**PROBLEM DESCRIPTION**
Exactly as written, output each of the entries below.

Stored data:
== == ==

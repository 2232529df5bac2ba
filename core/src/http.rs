//! HTTP transport types for the host-does-IO pattern.
//!
//! # Design
//! These types describe HTTP requests and responses as plain data. The core
//! crate builds `HttpRequest` values and consumes `HttpResponse` values; the
//! actual I/O (sockets, TLS, OAuth signing) happens inside a host-provided
//! `Transport`. Swapping the transport is how tests run without a network
//! and how callers plug in their own signed HTTP stack.

use crate::params::Params;

/// HTTP method for a request.
#[derive(Debug, Clone, Copy, PartialEq, Eq)]
pub enum HttpMethod {
    Get,
    Post,
    Put,
    Delete,
}

impl HttpMethod {
    pub fn as_str(&self) -> &'static str {
        match self {
            HttpMethod::Get => "GET",
            HttpMethod::Post => "POST",
            HttpMethod::Put => "PUT",
            HttpMethod::Delete => "DELETE",
        }
    }
}

/// An HTTP request described as plain data.
///
/// `url` never carries a query string; query parameters live in `query` and
/// are appended by [`HttpRequest::uri`]. POST requests carry their form
/// parameters already encoded in `body`.
#[derive(Debug, Clone, PartialEq)]
pub struct HttpRequest {
    pub method: HttpMethod,
    pub url: String,
    pub query: Params,
    pub headers: Vec<(String, String)>,
    pub body: Option<String>,
}

impl HttpRequest {
    /// The full request URI, with the encoded query appended when non-empty.
    pub fn uri(&self) -> String {
        if self.query.is_empty() {
            self.url.clone()
        } else {
            format!("{}?{}", self.url, self.query.encode())
        }
    }
}

/// An HTTP response described as plain data.
#[derive(Debug, Clone, PartialEq)]
pub struct HttpResponse {
    pub status: u16,
    pub headers: Vec<(String, String)>,
    pub body: Vec<u8>,
}

impl HttpResponse {
    /// First value of the named header, compared case-insensitively.
    pub fn header(&self, name: &str) -> Option<&str> {
        find_header(&self.headers, name)
    }
}

pub(crate) fn find_header<'a>(headers: &'a [(String, String)], name: &str) -> Option<&'a str> {
    headers
        .iter()
        .find(|(key, _)| key.eq_ignore_ascii_case(name))
        .map(|(_, value)| value.as_str())
}

/// Executes requests on behalf of the client.
///
/// Implementations perform the network round-trip (and any request signing)
/// and return the raw response. A non-2xx status is not a transport error;
/// the client interprets status codes itself.
pub trait Transport: Send + Sync {
    fn send(&self, request: &HttpRequest) -> Result<HttpResponse, TransportError>;
}

/// Network-level failure reported by a `Transport`. Passed through to callers
/// unmodified inside `ApiError::Transport`.
#[derive(Debug, thiserror::Error)]
#[error("transport failed: {message}")]
pub struct TransportError {
    message: String,
    #[source]
    source: Option<Box<dyn std::error::Error + Send + Sync + 'static>>,
}

impl TransportError {
    pub fn new(message: impl Into<String>) -> Self {
        Self {
            message: message.into(),
            source: None,
        }
    }

    /// Wrap an underlying I/O or client-library error.
    pub fn from_source<E>(source: E) -> Self
    where
        E: std::error::Error + Send + Sync + 'static,
    {
        Self {
            message: source.to_string(),
            source: Some(Box::new(source)),
        }
    }

    pub fn message(&self) -> &str {
        &self.message
    }
}

#[cfg(test)]
mod tests {
    use super::*;

    #[test]
    fn uri_without_query_is_bare_url() {
        let req = HttpRequest {
            method: HttpMethod::Get,
            url: "https://api.tumblr.com/v2/user/info".to_string(),
            query: Params::new(),
            headers: Vec::new(),
            body: None,
        };
        assert_eq!(req.uri(), "https://api.tumblr.com/v2/user/info");
    }

    #[test]
    fn uri_appends_encoded_query() {
        let req = HttpRequest {
            method: HttpMethod::Get,
            url: "https://api.tumblr.com/v2/user/dashboard".to_string(),
            query: Params::new().with("offset", 20).with("type", "photo"),
            headers: Vec::new(),
            body: None,
        };
        assert_eq!(
            req.uri(),
            "https://api.tumblr.com/v2/user/dashboard?offset=20&type=photo"
        );
    }

    #[test]
    fn header_lookup_ignores_case() {
        let resp = HttpResponse {
            status: 301,
            headers: vec![("Location".to_string(), "https://a/b.png".to_string())],
            body: Vec::new(),
        };
        assert_eq!(resp.header("location"), Some("https://a/b.png"));
        assert_eq!(resp.header("content-type"), None);
    }

    #[test]
    fn transport_error_keeps_source() {
        let io = std::io::Error::new(std::io::ErrorKind::ConnectionRefused, "refused");
        let err = TransportError::from_source(io);
        assert_eq!(err.message(), "refused");
        assert!(std::error::Error::source(&err).is_some());
        assert!(std::error::Error::source(&TransportError::new("x")).is_none());
    }
}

== == ==

**ANSWER TO THE EXERCISE**
repository 2232529df5bac2ba
filename core/src/http.rs
//! HTTP transport types for the host-does-IO pattern.
//!
//! # Design
//! These types describe HTTP requests and responses as plain data. The core
//! crate builds `HttpRequest` values and consumes `HttpResponse` values; the
//! actual I/O (sockets, TLS, OAuth signing) happens inside a host-provided
//! `Transport`. Swapping the transport is how tests run without a network
//! and how callers plug in their own signed HTTP stack.

use crate::params::Params;

/// HTTP method for a request.
#[derive(Debug, Clone, Copy, PartialEq, Eq)]
pub enum HttpMethod {
    Get,
    Post,
    Put,
    Delete,
}

impl HttpMethod {
    pub fn as_str(&self) -> &'static str {
        match self {
            HttpMethod::Get => "GET",
            HttpMethod::Post => "POST",
            HttpMethod::Put => "PUT",
            HttpMethod::Delete => "DELETE",
        }
    }
}

/// An HTTP request described as plain data.
///
/// `url` never carries a query string; query parameters live in `query` and
/// are appended by [`HttpRequest::uri`]. POST requests carry their form
/// parameters already encoded in `body`.
#[derive(Debug, Clone, PartialEq)]
pub struct HttpRequest {
    pub method: HttpMethod,
    pub url: String,
    pub query: Params,
    pub headers: Vec<(String, String)>,
    pub body: Option<String>,
}

impl HttpRequest {
    /// The full request URI, with the encoded query appended when non-empty.
    pub fn uri(&self) -> String {
        if self.query.is_empty() {
            self.url.clone()
        } else {
            format!("{}?{}", self.url, self.query.encode())
        }
    }
}

/// An HTTP response described as plain data.
#[derive(Debug, Clone, PartialEq)]
pub struct HttpResponse {
    pub status: u16,
    pub headers: Vec<(String, String)>,
    pub body: Vec<u8>,
}

impl HttpResponse {
    /// First value of the named header, compared case-insensitively.
    pub fn header(&self, name: &str) -> Option<&str> {
        find_header(&self.headers, name)
    }
}

pub(crate) fn find_header<'a>(headers: &'a [(String, String)], name: &str) -> Option<&'a str> {
    headers
        .iter()
        .find(|(key, _)| key.eq_ignore_ascii_case(name))
        .map(|(_, value)| value.as_str())
}

/// Executes requests on behalf of the client.
///
/// Implementations perform the network round-trip (and any request signing)
/// and return the raw response. A non-2xx status is not a transport error;
/// the client interprets status codes itself.
pub trait Transport: Send + Sync {
    fn send(&self, request: &HttpRequest) -> Result<HttpResponse, TransportError>;
}

/// Network-level failure reported by a `Transport`. Passed through to callers
/// unmodified inside `ApiError::Transport`.
#[derive(Debug, thiserror::Error)]
#[error("transport failed: {message}")]
pub struct TransportError {
    message: String,
    #[source]
    source: Option<Box<dyn std::error::Error + Send + Sync + 'static>>,
}

impl TransportError {
    pub fn new(message: impl Into<String>) -> Self {
        Self {
            message: message.into(),
            source: None,
        }
    }

    /// Wrap an underlying I/O or client-library error.
    pub fn from_source<E>(source: E) -> Self
    where
        E: std::error::Error + Send + Sync + 'static,
    {
        Self {
            message: source.to_string(),
            source: Some(Box::new(source)),
        }
    }

    pub fn message(&self) -> &str {
        &self.message
    }
}

#[cfg(test)]
mod tests {
    use super::*;

    #[test]
    fn uri_without_query_is_bare_url() {
        let req = HttpRequest {
            method: HttpMethod::Get,
            url: "https://api.tumblr.com/v2/user/info".to_string(),
            query: Params::new(),
            headers: Vec::new(),
            body: None,
        };
        assert_eq!(req.uri(), "https://api.tumblr.com/v2/user/info");
    }

    #[test]
    fn uri_appends_encoded_query() {
        let req = HttpRequest {
            method: HttpMethod::Get,
            url: "https://api.tumblr.com/v2/user/dashboard".to_string(),
            query: Params::new().with("offset", 20).with("type", "photo"),
            headers: Vec::new(),
            body: None,
        };
        assert_eq!(
            req.uri(),
            "https://api.tumblr.com/v2/user/dashboard?offset=20&type=photo"
        );
    }

    #[test]
    fn header_lookup_ignores_case() {
        let resp = HttpResponse {
            status: 301,
            headers: vec![("Location".to_string(), "https://a/b.png".to_string())],
            body: Vec::new(),
        };
        assert_eq!(resp.header("location"), Some("https://a/b.png"));
        assert_eq!(resp.header("content-type"), None);
    }

    #[test]
    fn transport_error_keeps_source() {
        let io = std::io::Error::new(std::io::ErrorKind::ConnectionRefused, "refused");
        let err = TransportError::from_source(io);
        assert_eq!(err.message(), "refused");
        assert!(std::error::Error::source(&err).is_some());
        assert!(std::error::Error::source(&TransportError::new("x")).is_none());
    }
}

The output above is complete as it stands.